Nebraska Territory opened in 1854 and was settled rapidly, beginning with Omaha, a major transport crossroads. Statehood was granted in 1867, and during the 1870s and 1880s, rail companies, encouraged by grants that allowed them to accumulate one sixth of the state’s land, laid down such a comprehensive network of tracks that virtually every farmer was within a day’s cattle drive of the nearest halt. Thus the buffalo-hunting country of the Sioux and Pawnee was turned into high-yield farmland, which even now has few rivals in terms of beef production.
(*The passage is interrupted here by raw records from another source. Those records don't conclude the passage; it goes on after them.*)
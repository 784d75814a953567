//! Analysis configuration.
//!
//! Every file-format flag, column name and numeric knob the analysis uses
//! lives here so nothing in the parsers or the calibration core is
//! hard-coded. Values come from [`AnalysisConfig::default`] or a JSON file;
//! missing keys fall back to their defaults.

use crate::error::{IwfmError, Result};
use serde::{Deserialize, Serialize};
use std::path::Path;

/// Header flags that locate sections of an IWFM groundwater hydrograph file.
#[derive(Debug, Clone, PartialEq, Serialize, Deserialize)]
#[serde(default)]
pub struct HydrographFlags {
    pub hydrograph_id: String,
    pub layer: String,
    pub node: String,
    pub element: String,
    /// Column heading on the last header line; time steps follow it
    pub time: String,
}

impl Default for HydrographFlags {
    fn default() -> Self {
        HydrographFlags {
            hydrograph_id: "HYDROGRAPH ID".to_string(),
            layer: "LAYER".to_string(),
            node: "NODE".to_string(),
            element: "ELEMENT".to_string(),
            time: "TIME".to_string(),
        }
    }
}

/// Column names of the external groundwater-elevation dataset (CASGEM
/// `GroundwaterElevation.csv` by default).
#[derive(Debug, Clone, PartialEq, Serialize, Deserialize)]
#[serde(default)]
pub struct ObservationColumns {
    pub primary_id: String,
    pub alternate_id: String,
    pub date: String,
    pub value: String,
    /// Formats tried in order against the date cell once its time suffix is dropped
    pub date_formats: Vec<String>,
}

impl Default for ObservationColumns {
    fn default() -> Self {
        ObservationColumns {
            primary_id: "SWN".to_string(),
            alternate_id: "WELL_NAME".to_string(),
            date: "MSMT_DATE".to_string(),
            value: "WSE".to_string(),
            date_formats: vec![
                "%Y/%m/%d".to_string(),
                "%Y-%m-%d".to_string(),
                "%m/%d/%Y".to_string(),
            ],
        }
    }
}

/// Top-level configuration passed to every parser and to the analysis driver.
#[derive(Debug, Clone, PartialEq, Serialize, Deserialize)]
#[serde(default)]
pub struct AnalysisConfig {
    pub hydrograph: HydrographFlags,
    pub observations: ObservationColumns,
    /// Time-of-day suffix on IWFM time stamps
    pub time_suffix: String,
    /// Length of a state well number carrying the base-and-meridian character
    pub suffix_match_length: usize,
    /// Multiplier converting well coordinates into stratigraphy-table units
    pub unit_factor: f64,
    /// Overlaps at or below this length do not count as intersecting
    pub boundary_tolerance: f64,
    /// Also score the pooled set of all compared wells
    pub pooled_score: bool,
    /// Optional `(start, end)` IWFM time stamps overriding the hydrograph file period
    pub simulation_period: Option<(String, String)>,
}

impl Default for AnalysisConfig {
    fn default() -> Self {
        AnalysisConfig {
            hydrograph: HydrographFlags::default(),
            observations: ObservationColumns::default(),
            time_suffix: iwfm_utils::dates::IWFM_TIME_SUFFIX.to_string(),
            suffix_match_length: 13,
            unit_factor: 1.0,
            boundary_tolerance: 0.0,
            pooled_score: true,
            simulation_period: None,
        }
    }
}

impl AnalysisConfig {
    /// Parse a JSON configuration document.
    pub fn from_json_str(json: &str) -> Result<Self> {
        let config: AnalysisConfig = serde_json::from_str(json)?;
        config.validate()?;
        Ok(config)
    }

    /// Reject numeric knobs the analysis cannot work with.
    pub fn validate(&self) -> Result<()> {
        if !self.boundary_tolerance.is_finite() || self.boundary_tolerance < 0.0 {
            return Err(IwfmError::InvalidFormat(format!(
                "boundary_tolerance must be a non-negative length, got {}",
                self.boundary_tolerance
            )));
        }
        if !self.unit_factor.is_finite() || self.unit_factor <= 0.0 {
            return Err(IwfmError::InvalidFormat(format!(
                "unit_factor must be positive, got {}",
                self.unit_factor
            )));
        }
        Ok(())
    }

    /// Read a JSON configuration file.
    pub fn from_json_file(path: &Path) -> Result<Self> {
        let contents = std::fs::read_to_string(path)?;
        Self::from_json_str(&contents)
    }
}

#[cfg(test)]
mod tests {
    use super::*;

    #[test]
    fn test_defaults() {
        let config = AnalysisConfig::default();
        assert_eq!(config.time_suffix, "_24:00");
        assert_eq!(config.suffix_match_length, 13);
        assert_eq!(config.observations.primary_id, "SWN");
        assert_eq!(config.hydrograph.hydrograph_id, "HYDROGRAPH ID");
        assert!(config.pooled_score);
    }

    #[test]
    fn test_partial_json_keeps_defaults() {
        let json = r#"{
            "unit_factor": 3.2808,
            "observations": { "primary_id": "STN_ID" },
            "simulation_period": ["10/31/1973_24:00", "09/30/2015_24:00"]
        }"#;
        let config = AnalysisConfig::from_json_str(json).unwrap();
        assert!((config.unit_factor - 3.2808).abs() < f64::EPSILON);
        assert_eq!(config.observations.primary_id, "STN_ID");
        assert_eq!(config.observations.value, "WSE");
        assert_eq!(config.hydrograph, HydrographFlags::default());
        assert_eq!(
            config.simulation_period,
            Some(("10/31/1973_24:00".to_string(), "09/30/2015_24:00".to_string()))
        );
    }

    #[test]
    fn test_negative_tolerance_rejected() {
        assert!(matches!(
            AnalysisConfig::from_json_str(r#"{ "boundary_tolerance": -1.0 }"#),
            Err(IwfmError::InvalidFormat(_))
        ));
        let config = AnalysisConfig {
            unit_factor: 0.0,
            ..AnalysisConfig::default()
        };
        assert!(config.validate().is_err());
        assert!(AnalysisConfig::default().validate().is_ok());
    }

    #[test]
    fn test_bad_json_is_an_error() {
        assert!(AnalysisConfig::from_json_str("{ unit_factor: }").is_err());
    }
}
//! Layer stratigraphy at a point and the query interface used to obtain it.

use crate::error::{IwfmError, Result};
use csv::ReaderBuilder;
use serde::{Deserialize, Serialize};
use std::io::Read;
use std::path::Path;

/// Planar model coordinates of a well or a stratigraphy sample.
#[derive(Debug, PartialEq, Clone, Copy, Serialize, Deserialize)]
pub struct Location {
    pub x: f64,
    pub y: f64,
}

impl Location {
    pub fn new(x: f64, y: f64) -> Self {
        Location { x, y }
    }

    pub fn scaled(&self, factor: f64) -> Self {
        Location::new(self.x * factor, self.y * factor)
    }

    fn distance_squared(&self, other: &Location) -> f64 {
        (self.x - other.x).powi(2) + (self.y - other.y).powi(2)
    }
}

/// Ground surface and layer bottom elevations at one location.
///
/// Layers are numbered from 1 at the surface. Layer `k` is bounded above by
/// the bottom of layer `k - 1` (the ground surface for layer 1) and below by
/// its own bottom. Boundaries strictly decrease with depth.
#[derive(Debug, PartialEq, Clone, Serialize, Deserialize)]
pub struct LayerStratigraphy {
    ground_surface: f64,
    bottoms: Vec<f64>,
}

impl LayerStratigraphy {
    pub fn new(ground_surface: f64, bottoms: Vec<f64>) -> Result<Self> {
        if bottoms.is_empty() {
            return Err(IwfmError::InvalidStratigraphy(
                "at least one layer bottom is required".to_string(),
            ));
        }
        if !ground_surface.is_finite() || bottoms.iter().any(|b| !b.is_finite()) {
            return Err(IwfmError::InvalidStratigraphy(format!(
                "non-finite elevation in {ground_surface} / {bottoms:?}"
            )));
        }
        let mut upper = ground_surface;
        for (index, &bottom) in bottoms.iter().enumerate() {
            if bottom >= upper {
                return Err(IwfmError::InvalidStratigraphy(format!(
                    "layer {} bottom {} is not below its top {}",
                    index + 1,
                    bottom,
                    upper
                )));
            }
            upper = bottom;
        }
        Ok(LayerStratigraphy {
            ground_surface,
            bottoms,
        })
    }

    /// Build from a `(ground surface, layer 1 bottom, …, layer N bottom)` vector,
    /// the shape returned by the model engine.
    pub fn from_elevations(elevations: &[f64]) -> Result<Self> {
        match elevations.split_first() {
            Some((gse, bottoms)) => Self::new(*gse, bottoms.to_vec()),
            None => Err(IwfmError::InvalidStratigraphy(
                "empty elevation vector".to_string(),
            )),
        }
    }

    pub fn ground_surface(&self) -> f64 {
        self.ground_surface
    }

    pub fn layer_count(&self) -> usize {
        self.bottoms.len()
    }

    pub fn bottoms(&self) -> &[f64] {
        &self.bottoms
    }

    /// Top elevation of 1-based `layer`.
    pub fn layer_top(&self, layer: usize) -> f64 {
        if layer <= 1 {
            self.ground_surface
        } else {
            self.bottoms[layer - 2]
        }
    }

    /// Bottom elevation of 1-based `layer`.
    pub fn layer_bottom(&self, layer: usize) -> f64 {
        self.bottoms[layer - 1]
    }

    pub fn thickness(&self, layer: usize) -> f64 {
        self.layer_top(layer) - self.layer_bottom(layer)
    }

    /// Ground surface to the bottom of the deepest layer.
    pub fn total_depth(&self) -> f64 {
        self.ground_surface - self.bottoms[self.bottoms.len() - 1]
    }

    /// Iterate `(layer, top, bottom)` from the surface down.
    pub fn layers(&self) -> impl Iterator<Item = (usize, f64, f64)> + '_ {
        (1..=self.layer_count()).map(|k| (k, self.layer_top(k), self.layer_bottom(k)))
    }
}

/// Source of stratigraphy at arbitrary coordinates.
///
/// `unit_factor` converts the query coordinates into the units of the
/// underlying model before the lookup.
pub trait StratigraphyQuery {
    fn stratigraphy_at(&self, location: Location, unit_factor: f64) -> Result<LayerStratigraphy>;
}

/// Tabulated stratigraphy samples answered by nearest-neighbour lookup.
///
/// Expected CSV columns (with headers): `x, y, gse, lay_1_bot, …, lay_N_bot`
#[derive(Debug, Clone, Default)]
pub struct StratigraphyTable {
    samples: Vec<(Location, LayerStratigraphy)>,
}

impl StratigraphyTable {
    pub fn len(&self) -> usize {
        self.samples.len()
    }

    pub fn is_empty(&self) -> bool {
        self.samples.is_empty()
    }

    pub fn from_reader<R: Read>(reader: R) -> Result<Self> {
        let mut rdr = ReaderBuilder::new()
            .has_headers(true)
            .trim(csv::Trim::All)
            .from_reader(reader);
        let headers = rdr.headers()?.clone();
        let column = |name: &str| {
            headers
                .iter()
                .position(|h| h.eq_ignore_ascii_case(name))
                .ok_or_else(|| IwfmError::MissingColumn(name.to_string()))
        };
        let x_col = column("x")?;
        let y_col = column("y")?;
        let gse_col = column("gse")?;
        let layer_cols = layer_bottom_columns(&headers)?;

        let mut samples = Vec::new();
        for row in rdr.records() {
            let record = row?;
            let number = |index: usize| -> Result<f64> {
                let cell = record.get(index).unwrap_or("");
                cell.parse::<f64>().map_err(|e| {
                    IwfmError::InvalidFormat(format!("stratigraphy cell {cell:?}: {e}"))
                })
            };
            let location = Location::new(number(x_col)?, number(y_col)?);
            let bottoms = layer_cols
                .iter()
                .map(|&index| number(index))
                .collect::<Result<Vec<f64>>>()?;
            samples.push((location, LayerStratigraphy::new(number(gse_col)?, bottoms)?));
        }
        log::info!("Loaded {} stratigraphy samples", samples.len());
        Ok(StratigraphyTable { samples })
    }

    pub fn from_csv_str(csv_object: &str) -> Result<Self> {
        Self::from_reader(csv_object.as_bytes())
    }

    pub fn from_path(path: &Path) -> Result<Self> {
        Self::from_reader(std::fs::File::open(path)?)
    }
}

impl StratigraphyQuery for StratigraphyTable {
    fn stratigraphy_at(&self, location: Location, unit_factor: f64) -> Result<LayerStratigraphy> {
        let target = location.scaled(unit_factor);
        self.samples
            .iter()
            .min_by(|(a, _), (b, _)| {
                a.distance_squared(&target)
                    .total_cmp(&b.distance_squared(&target))
            })
            .map(|(_, stratigraphy)| stratigraphy.clone())
            .ok_or(IwfmError::StratigraphyNotFound {
                x: target.x,
                y: target.y,
            })
    }
}

/// Indices of the `lay_<k>_bot` columns ordered by `k`, which must run 1..=N.
pub(crate) fn layer_bottom_columns(headers: &csv::StringRecord) -> Result<Vec<usize>> {
    let mut columns: Vec<(usize, usize)> = headers
        .iter()
        .enumerate()
        .filter_map(|(index, header)| {
            let lowered = header.trim().to_ascii_lowercase();
            lowered
                .strip_prefix("lay_")
                .and_then(|rest| rest.strip_suffix("_bot"))
                .and_then(|k| k.parse::<usize>().ok())
                .map(|k| (k, index))
        })
        .collect();
    columns.sort();
    for (expected, (k, _)) in (1..).zip(columns.iter()) {
        if *k != expected {
            return Err(IwfmError::MissingColumn(format!("lay_{expected}_bot")));
        }
    }
    Ok(columns.into_iter().map(|(_, index)| index).collect())
}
Today, fiscally conservative Nebraska bans government debt by law, and is the only US state to have a unicameral legislature.
Lincoln
Fifty miles southwest of Omaha, its smaller neighbour, LINCOLN, is another real surprise, a dynamic capital city with a thriving economy, site of some enticing museums and culinary attractions and home of University of Nebraska-Lincoln (UNL) and the beloved Huskers sports teams. The jaw-dropping State Capitol alone warrants a stop here: dwarfing the rest of downtown, the Art Deco tower protrudes 400ft into the sky like an elegant Byzantine skyscraper. The “Tower of the Plains” is topped by a golden dome and a statue of a seed sower on a pedestal of wheat and corn, but the interior is just as awe-inspiring. The soaring, mural-smothered vestibule and rotunda are as grand as a cathedral, while the unicameral chamber has a gold-stencilled ceiling. Take the elevator up to the fourteenth-floor observation deck a for a birds’-eye view of the city.